══ Study material

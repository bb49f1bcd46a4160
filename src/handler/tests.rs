//! Unit tests for the mutation handler against the in-memory store and sink.

use std::sync::Arc;

use http::StatusCode;
use serde_json::{json, Value};

use super::MutationHandler;
use crate::ingestion::mock::MockIngestionSink;
use crate::storage::mock::MockConnector;
use crate::storage::TableRef;

struct Harness {
    connector: Arc<MockConnector>,
    sink: Arc<MockIngestionSink>,
    handler: MutationHandler,
}

fn harness() -> Harness {
    let connector = Arc::new(MockConnector::new());
    let sink = Arc::new(MockIngestionSink::new());
    let table = TableRef::new("productsearch", "product_by_item").unwrap();
    let handler = MutationHandler::new(connector.clone(), sink.clone(), table);
    Harness {
        connector,
        sink,
        handler,
    }
}

fn sweater(operation: &str) -> Value {
    json!({
        "operation": operation,
        "item": {
            "product_id": 100,
            "product_name": "Reindeer sweater",
            "product_description": "A Christmas sweater."
        }
    })
}

#[tokio::test]
async fn test_insert_happy_path() {
    let h = harness();
    let body = sweater("insert");

    let outcome = h.handler.handle(body.clone()).await;

    assert_eq!(outcome.status_code, StatusCode::OK);
    assert_eq!(
        outcome.message,
        format!("Ingestion completed successfully for {}.", body)
    );

    let forwarded = h.sink.forwarded().await;
    assert_eq!(forwarded.len(), 1);
    assert_eq!(forwarded[0].records(), &[body]);

    let row = h
        .connector
        .store()
        .row(h.handler.table(), 100)
        .await
        .expect("row written");
    assert_eq!(row.product_name, "Reindeer sweater");
    assert_eq!(h.connector.open_sessions(), 0);
}

#[tokio::test]
async fn test_invalid_operation_touches_nothing() {
    let h = harness();

    let outcome = h
        .handler
        .handle(json!({"operation": "archive", "item": {}}))
        .await;

    assert_eq!(outcome.status_code, StatusCode::INTERNAL_SERVER_ERROR);
    assert!(outcome.message.starts_with("Invalid payload"));
    assert_eq!(h.connector.connect_count(), 0);
    assert_eq!(h.connector.store().write_count(), 0);
    assert_eq!(h.sink.forward_count().await, 0);
}

#[tokio::test]
async fn test_item_not_a_mapping_touches_nothing() {
    let h = harness();

    for body in [
        json!({"operation": "insert", "item": "sweater"}),
        json!({"operation": "update"}),
        json!(["insert"]),
    ] {
        let outcome = h.handler.handle(body).await;
        assert_eq!(outcome.status_code, StatusCode::INTERNAL_SERVER_ERROR);
    }

    assert_eq!(h.connector.connect_count(), 0);
    assert_eq!(h.sink.forward_count().await, 0);
}

#[tokio::test]
async fn test_store_failure_skips_ingestion() {
    let h = harness();
    h.connector.store().set_fail_on_write(true);

    let outcome = h.handler.handle(sweater("insert")).await;

    assert_eq!(outcome.status_code, StatusCode::INTERNAL_SERVER_ERROR);
    assert_eq!(outcome.message, "Keyspace insert operation failed.");
    assert_eq!(h.sink.forward_count().await, 0);
    assert_eq!(h.connector.open_sessions(), 0);
}

#[tokio::test]
async fn test_connect_failure_skips_ingestion() {
    let h = harness();
    h.connector.set_fail_on_connect(true);

    let outcome = h.handler.handle(sweater("update")).await;

    assert_eq!(outcome.status_code, StatusCode::INTERNAL_SERVER_ERROR);
    assert_eq!(outcome.message, "Keyspace update operation failed.");
    assert_eq!(h.sink.forward_count().await, 0);
}

#[tokio::test]
async fn test_sink_rejection_keeps_write() {
    let h = harness();
    h.sink.set_status(StatusCode::BAD_REQUEST).await;
    let body = sweater("insert");

    let outcome = h.handler.handle(body.clone()).await;

    assert_eq!(outcome.status_code, StatusCode::INTERNAL_SERVER_ERROR);
    assert_eq!(outcome.message, format!("Ingestion failed for {}.", body));
    assert!(h.connector.store().row(h.handler.table(), 100).await.is_some());
}

#[tokio::test]
async fn test_sink_non_ok_success_codes_are_failures() {
    for status in [StatusCode::CREATED, StatusCode::NO_CONTENT] {
        let h = harness();
        h.sink.set_status(status).await;
        let body = sweater("insert");

        let outcome = h.handler.handle(body.clone()).await;

        assert_eq!(outcome.status_code, StatusCode::INTERNAL_SERVER_ERROR);
        assert_eq!(outcome.message, format!("Ingestion failed for {}.", body));
    }
}

#[tokio::test]
async fn test_sink_transport_failure_maps_to_500() {
    let h = harness();
    h.sink.set_fail_transport(true).await;
    let body = sweater("update");

    let outcome = h.handler.handle(body.clone()).await;

    assert_eq!(outcome.status_code, StatusCode::INTERNAL_SERVER_ERROR);
    assert_eq!(outcome.message, format!("Ingestion failed for {}.", body));
    assert_eq!(h.sink.forward_count().await, 1);
}

#[tokio::test]
async fn test_delete_twice_succeeds() {
    let h = harness();
    let body = json!({"operation": "delete", "item": {"product_id": 100}});

    let first = h.handler.handle(body.clone()).await;
    let second = h.handler.handle(body).await;

    assert_eq!(first.status_code, StatusCode::OK);
    assert_eq!(second.status_code, StatusCode::OK);
    assert_eq!(h.sink.forward_count().await, 2);
}

#[tokio::test]
async fn test_update_of_absent_row_upserts() {
    let via_update = harness();
    let via_insert = harness();

    let updated = via_update.handler.handle(sweater("update")).await;
    let inserted = via_insert.handler.handle(sweater("insert")).await;

    assert_eq!(updated.status_code, StatusCode::OK);
    assert_eq!(inserted.status_code, StatusCode::OK);

    let table = via_update.handler.table();
    assert_eq!(via_update.connector.store().row_count().await, 1);
    assert_eq!(
        via_update.connector.store().row(table, 100).await,
        via_insert.connector.store().row(table, 100).await
    );
}

#[tokio::test]
async fn test_delete_removes_inserted_row() {
    let h = harness();
    h.handler.handle(sweater("insert")).await;

    let outcome = h
        .handler
        .handle(json!({"operation": "delete", "item": {"product_id": 100}}))
        .await;

    assert!(outcome.is_success());
    assert_eq!(h.connector.store().row_count().await, 0);
}

#[tokio::test]
async fn test_handle_raw_rejects_undecodable_body() {
    let h = harness();

    for raw in [None, Some(""), Some("{\"operation\": ")] {
        let outcome = h.handler.handle_raw(raw).await;
        assert_eq!(outcome.status_code, StatusCode::INTERNAL_SERVER_ERROR);
        assert!(outcome.message.starts_with("Invalid payload"));
    }
    assert_eq!(h.connector.connect_count(), 0);
}

#[tokio::test]
async fn test_every_valid_operation_forwards_once() {
    for operation in ["insert", "update", "delete"] {
        let h = harness();
        let body = sweater(operation);

        let outcome = h.handler.handle(body.clone()).await;

        assert_eq!(outcome.status_code, StatusCode::OK, "{}", operation);
        let forwarded = h.sink.forwarded().await;
        assert_eq!(forwarded.len(), 1, "{}", operation);
        assert_eq!(forwarded[0].records(), &[body]);
        assert_eq!(h.connector.connect_count(), 1);
        assert_eq!(h.connector.open_sessions(), 0);
    }
}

════

_Task brief:_
Stopping at the line containing "let sink = Arc::new(MockIngestionSink::new());", please repeat exactly every line from the very start of the entries, that line included, and nothing more.

_Response to the exercise:_
repository bb49f1bcd46a4160
filename src/handler/tests.rs
//! Unit tests for the mutation handler against the in-memory store and sink.

use std::sync::Arc;

use http::StatusCode;
use serde_json::{json, Value};

use super::MutationHandler;
use crate::ingestion::mock::MockIngestionSink;
use crate::storage::mock::MockConnector;
use crate::storage::TableRef;

struct Harness {
    connector: Arc<MockConnector>,
    sink: Arc<MockIngestionSink>,
    handler: MutationHandler,
}

fn harness() -> Harness {
    let connector = Arc::new(MockConnector::new());
    let sink = Arc::new(MockIngestionSink::new());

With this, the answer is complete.